Advances in diagnostic technologies have resulted in an increase in the rate of diagnosis of ARCAPA during infancy and early childhood.8) Cardiac CTA and cardiac magnetic resonance is a gold standard diagnostic tool providing an excellent visualization of anomalous coronary arteries.7) In our cases, the diagnosis was suspected by the TTE as a dilated left coronary artery was detected and confirmed by a CTA in two patients and by angiography in the other. Associated anomalies such as aortopulmonary window, tetralogy of Fallot, and septal defects have been reported in 22% of patients.6) However, except for an aberrant right subclavian artery in one patient, the ARCAPA was an isolated anomaly in our patients.

Surgery is indicated on the diagnosis of ARCAPA, even in asymptomatic patients to prevent the development of myocardial ischemia and sudden cardiac death.9) Different surgical procedures have been described for the management of ARCAPA. The ligation of RCA at its origin from the pulmonary trunk with or without concomitant grafting to the RCA is one option. However, the long-term patency of the graft is debatable.9) Another option is the reimplantation of the anomalous RCA from the pulmonary artery into the anterior wall of the ascending aorta to reestablish a dual coronary artery system, which results in a better outcome compared with single coronary ostium system.9), 10) In our cases, we used the reimplantation technique in all patients, which was also associated with no cases of in-hospital mortality.

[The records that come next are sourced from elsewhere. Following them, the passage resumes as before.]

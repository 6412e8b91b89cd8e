//! Error types for the homewatt core library.

use thiserror::Error;

/// Result type alias using the homewatt core Error.
pub type Result<T> = std::result::Result<T, Error>;

/// Core error types for homewatt operations.
#[derive(Debug, Error)]
pub enum Error {
    /// Configuration error
    #[error("Configuration error: {0}")]
    Config(String),

    /// JSON serialization/deserialization error
    #[error("JSON error: {0}")]
    Json(#[from] serde_json::Error),

    /// I/O error
    #[error("I/O error: {0}")]
    Io(#[from] std::io::Error),
}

Reports describing follow-up of ARCAPA after surgical correction are rare.8) The follow-up period of our cases was six months, one year, and three years, and neither late mortality nor complications were detected during the follow-up period. However, the risk for potential late complications exists, and long-term follow-up of patients is warranted. It may be recommended to perform an annual postoperative echocardiographic screening due to some studies reporting an incidence of clot in the reimplanted RCA.

In conclusion, the use of reimplantation techniques for ARCAPA repair can result in good outcomes with the establishment of a dual coronary system to prevent the continuous risk of sudden cardiac death and myocardial ischemia in such cases.